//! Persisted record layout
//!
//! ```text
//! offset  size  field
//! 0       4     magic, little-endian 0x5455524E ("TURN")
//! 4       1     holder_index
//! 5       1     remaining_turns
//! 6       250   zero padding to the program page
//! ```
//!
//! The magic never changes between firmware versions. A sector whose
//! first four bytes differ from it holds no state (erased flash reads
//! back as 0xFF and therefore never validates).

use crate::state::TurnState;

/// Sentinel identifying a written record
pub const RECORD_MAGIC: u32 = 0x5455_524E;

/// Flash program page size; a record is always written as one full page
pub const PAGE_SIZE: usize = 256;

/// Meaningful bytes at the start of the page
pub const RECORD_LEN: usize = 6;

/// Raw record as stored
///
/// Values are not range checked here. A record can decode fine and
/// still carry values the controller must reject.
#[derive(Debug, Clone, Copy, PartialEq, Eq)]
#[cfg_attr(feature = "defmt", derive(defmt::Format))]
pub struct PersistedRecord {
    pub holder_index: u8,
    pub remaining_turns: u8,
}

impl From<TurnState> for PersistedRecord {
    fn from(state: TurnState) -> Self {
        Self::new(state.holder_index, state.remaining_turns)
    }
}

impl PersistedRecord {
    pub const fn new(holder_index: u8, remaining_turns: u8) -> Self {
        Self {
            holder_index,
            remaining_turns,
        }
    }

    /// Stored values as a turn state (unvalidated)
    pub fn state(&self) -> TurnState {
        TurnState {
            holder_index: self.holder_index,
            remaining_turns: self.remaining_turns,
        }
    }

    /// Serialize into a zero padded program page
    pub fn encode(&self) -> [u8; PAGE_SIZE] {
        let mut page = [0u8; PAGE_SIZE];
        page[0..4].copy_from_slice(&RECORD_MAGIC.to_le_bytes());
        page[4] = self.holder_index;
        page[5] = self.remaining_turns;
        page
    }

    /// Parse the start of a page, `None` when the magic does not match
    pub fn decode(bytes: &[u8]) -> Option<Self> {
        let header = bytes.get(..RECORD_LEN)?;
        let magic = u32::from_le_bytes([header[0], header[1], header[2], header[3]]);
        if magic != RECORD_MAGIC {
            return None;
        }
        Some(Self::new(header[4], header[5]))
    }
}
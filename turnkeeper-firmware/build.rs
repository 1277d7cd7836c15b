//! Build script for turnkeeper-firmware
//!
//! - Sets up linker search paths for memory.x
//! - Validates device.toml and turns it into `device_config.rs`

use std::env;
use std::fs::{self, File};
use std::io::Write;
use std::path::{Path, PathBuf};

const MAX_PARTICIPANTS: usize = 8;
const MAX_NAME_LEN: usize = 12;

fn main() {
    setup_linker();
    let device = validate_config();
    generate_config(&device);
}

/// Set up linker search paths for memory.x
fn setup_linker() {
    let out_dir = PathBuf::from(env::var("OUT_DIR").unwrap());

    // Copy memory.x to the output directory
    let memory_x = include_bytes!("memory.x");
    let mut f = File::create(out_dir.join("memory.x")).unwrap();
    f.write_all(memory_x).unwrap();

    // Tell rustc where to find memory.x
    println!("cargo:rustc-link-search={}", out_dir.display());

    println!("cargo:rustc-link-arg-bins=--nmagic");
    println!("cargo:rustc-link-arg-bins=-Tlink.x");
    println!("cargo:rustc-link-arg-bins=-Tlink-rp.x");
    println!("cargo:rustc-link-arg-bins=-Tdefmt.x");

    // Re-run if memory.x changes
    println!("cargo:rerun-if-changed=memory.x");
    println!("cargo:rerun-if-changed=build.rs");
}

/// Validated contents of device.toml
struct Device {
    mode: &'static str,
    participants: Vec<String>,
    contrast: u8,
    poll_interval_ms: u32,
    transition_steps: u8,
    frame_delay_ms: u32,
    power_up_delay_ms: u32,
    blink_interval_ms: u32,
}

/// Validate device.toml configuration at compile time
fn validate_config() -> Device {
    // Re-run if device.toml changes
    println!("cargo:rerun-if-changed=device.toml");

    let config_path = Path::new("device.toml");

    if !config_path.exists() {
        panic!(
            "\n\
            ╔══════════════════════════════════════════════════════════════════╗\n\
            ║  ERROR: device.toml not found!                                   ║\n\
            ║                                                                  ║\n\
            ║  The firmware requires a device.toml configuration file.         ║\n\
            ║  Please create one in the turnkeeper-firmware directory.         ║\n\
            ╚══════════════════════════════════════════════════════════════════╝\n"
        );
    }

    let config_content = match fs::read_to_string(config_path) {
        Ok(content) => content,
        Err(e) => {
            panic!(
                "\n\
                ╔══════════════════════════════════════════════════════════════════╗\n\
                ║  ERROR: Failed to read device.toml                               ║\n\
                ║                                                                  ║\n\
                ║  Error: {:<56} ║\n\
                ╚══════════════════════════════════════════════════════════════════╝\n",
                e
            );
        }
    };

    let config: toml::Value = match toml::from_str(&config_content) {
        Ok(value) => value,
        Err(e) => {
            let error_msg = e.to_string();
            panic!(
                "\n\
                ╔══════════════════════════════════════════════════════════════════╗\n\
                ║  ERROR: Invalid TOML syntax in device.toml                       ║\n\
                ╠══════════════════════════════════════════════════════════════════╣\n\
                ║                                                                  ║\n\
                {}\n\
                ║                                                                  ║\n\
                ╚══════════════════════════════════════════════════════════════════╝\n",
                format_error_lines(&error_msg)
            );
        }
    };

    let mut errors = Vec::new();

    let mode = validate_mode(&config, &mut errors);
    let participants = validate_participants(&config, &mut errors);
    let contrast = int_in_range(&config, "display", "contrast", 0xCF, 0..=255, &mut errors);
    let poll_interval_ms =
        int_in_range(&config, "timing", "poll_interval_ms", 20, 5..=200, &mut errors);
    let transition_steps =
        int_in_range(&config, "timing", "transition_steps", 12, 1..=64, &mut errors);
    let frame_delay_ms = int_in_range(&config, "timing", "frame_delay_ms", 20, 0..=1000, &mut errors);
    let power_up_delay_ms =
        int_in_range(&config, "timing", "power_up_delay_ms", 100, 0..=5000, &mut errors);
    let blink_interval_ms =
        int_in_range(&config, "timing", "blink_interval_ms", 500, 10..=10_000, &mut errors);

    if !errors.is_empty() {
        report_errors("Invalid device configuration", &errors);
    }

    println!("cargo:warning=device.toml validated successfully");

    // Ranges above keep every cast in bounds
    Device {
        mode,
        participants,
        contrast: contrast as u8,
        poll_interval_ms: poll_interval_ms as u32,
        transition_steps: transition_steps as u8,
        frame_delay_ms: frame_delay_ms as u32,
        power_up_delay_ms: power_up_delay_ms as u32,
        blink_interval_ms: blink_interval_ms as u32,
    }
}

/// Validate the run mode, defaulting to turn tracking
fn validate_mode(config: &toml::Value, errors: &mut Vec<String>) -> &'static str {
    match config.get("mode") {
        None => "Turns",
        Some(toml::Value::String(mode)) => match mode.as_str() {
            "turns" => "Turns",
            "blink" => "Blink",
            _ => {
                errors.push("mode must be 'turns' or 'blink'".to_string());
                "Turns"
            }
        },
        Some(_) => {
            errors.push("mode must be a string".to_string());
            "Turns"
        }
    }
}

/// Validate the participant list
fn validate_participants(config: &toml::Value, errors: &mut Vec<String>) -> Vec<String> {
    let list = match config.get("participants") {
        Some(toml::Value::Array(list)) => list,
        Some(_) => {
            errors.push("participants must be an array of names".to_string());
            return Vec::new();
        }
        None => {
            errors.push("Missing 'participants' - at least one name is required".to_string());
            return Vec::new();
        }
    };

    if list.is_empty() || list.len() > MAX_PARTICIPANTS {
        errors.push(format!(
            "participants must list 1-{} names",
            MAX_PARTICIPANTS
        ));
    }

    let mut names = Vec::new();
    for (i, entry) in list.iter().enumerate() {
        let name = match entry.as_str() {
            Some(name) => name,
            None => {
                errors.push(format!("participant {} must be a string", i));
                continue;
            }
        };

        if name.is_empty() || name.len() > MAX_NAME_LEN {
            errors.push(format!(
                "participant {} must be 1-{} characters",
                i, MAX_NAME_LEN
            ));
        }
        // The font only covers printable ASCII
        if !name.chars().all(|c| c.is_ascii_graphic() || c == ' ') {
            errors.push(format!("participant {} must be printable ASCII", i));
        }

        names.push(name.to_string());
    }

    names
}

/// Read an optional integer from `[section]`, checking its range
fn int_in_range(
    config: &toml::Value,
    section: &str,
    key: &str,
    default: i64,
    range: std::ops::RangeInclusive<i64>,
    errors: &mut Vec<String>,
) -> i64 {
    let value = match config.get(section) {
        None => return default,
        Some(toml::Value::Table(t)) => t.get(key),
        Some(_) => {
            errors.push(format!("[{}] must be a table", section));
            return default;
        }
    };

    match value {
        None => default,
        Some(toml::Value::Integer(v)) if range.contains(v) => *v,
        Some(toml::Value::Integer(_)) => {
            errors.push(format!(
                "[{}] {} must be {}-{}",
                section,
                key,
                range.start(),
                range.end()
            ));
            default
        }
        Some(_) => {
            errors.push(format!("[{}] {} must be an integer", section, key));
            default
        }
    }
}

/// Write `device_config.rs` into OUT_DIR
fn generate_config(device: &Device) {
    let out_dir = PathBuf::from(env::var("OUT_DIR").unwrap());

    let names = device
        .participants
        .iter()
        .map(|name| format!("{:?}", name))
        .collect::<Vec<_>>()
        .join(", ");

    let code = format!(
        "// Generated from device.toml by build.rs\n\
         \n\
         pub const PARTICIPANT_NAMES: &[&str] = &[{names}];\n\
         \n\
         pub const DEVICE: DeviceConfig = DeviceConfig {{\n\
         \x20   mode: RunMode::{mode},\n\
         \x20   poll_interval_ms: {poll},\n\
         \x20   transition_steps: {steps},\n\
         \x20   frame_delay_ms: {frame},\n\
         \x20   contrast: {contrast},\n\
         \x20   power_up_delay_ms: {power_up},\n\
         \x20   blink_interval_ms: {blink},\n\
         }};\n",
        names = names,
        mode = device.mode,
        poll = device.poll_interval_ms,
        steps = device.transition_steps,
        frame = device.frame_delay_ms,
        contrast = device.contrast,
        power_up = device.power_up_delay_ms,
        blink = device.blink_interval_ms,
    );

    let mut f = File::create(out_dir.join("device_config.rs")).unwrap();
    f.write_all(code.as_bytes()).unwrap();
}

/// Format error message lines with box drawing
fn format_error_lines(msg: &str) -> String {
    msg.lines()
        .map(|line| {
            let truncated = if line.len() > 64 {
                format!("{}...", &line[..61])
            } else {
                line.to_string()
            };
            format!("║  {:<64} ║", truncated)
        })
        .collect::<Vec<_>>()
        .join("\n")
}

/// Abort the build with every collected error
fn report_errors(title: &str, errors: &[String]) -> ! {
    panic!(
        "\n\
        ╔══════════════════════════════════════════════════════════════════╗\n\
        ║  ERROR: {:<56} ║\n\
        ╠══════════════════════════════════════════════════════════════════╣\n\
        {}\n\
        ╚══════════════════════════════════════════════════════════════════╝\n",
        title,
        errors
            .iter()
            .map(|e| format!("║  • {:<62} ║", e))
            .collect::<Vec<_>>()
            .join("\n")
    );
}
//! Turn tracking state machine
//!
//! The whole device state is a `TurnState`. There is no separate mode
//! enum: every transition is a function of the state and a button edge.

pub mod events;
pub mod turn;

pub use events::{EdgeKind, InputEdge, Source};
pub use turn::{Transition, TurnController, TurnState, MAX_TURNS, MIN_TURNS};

WHAT IS REQUIRED – Please count the lines of the material above that contain "Some", and give only the number.

EXERCISE ANSWER – 11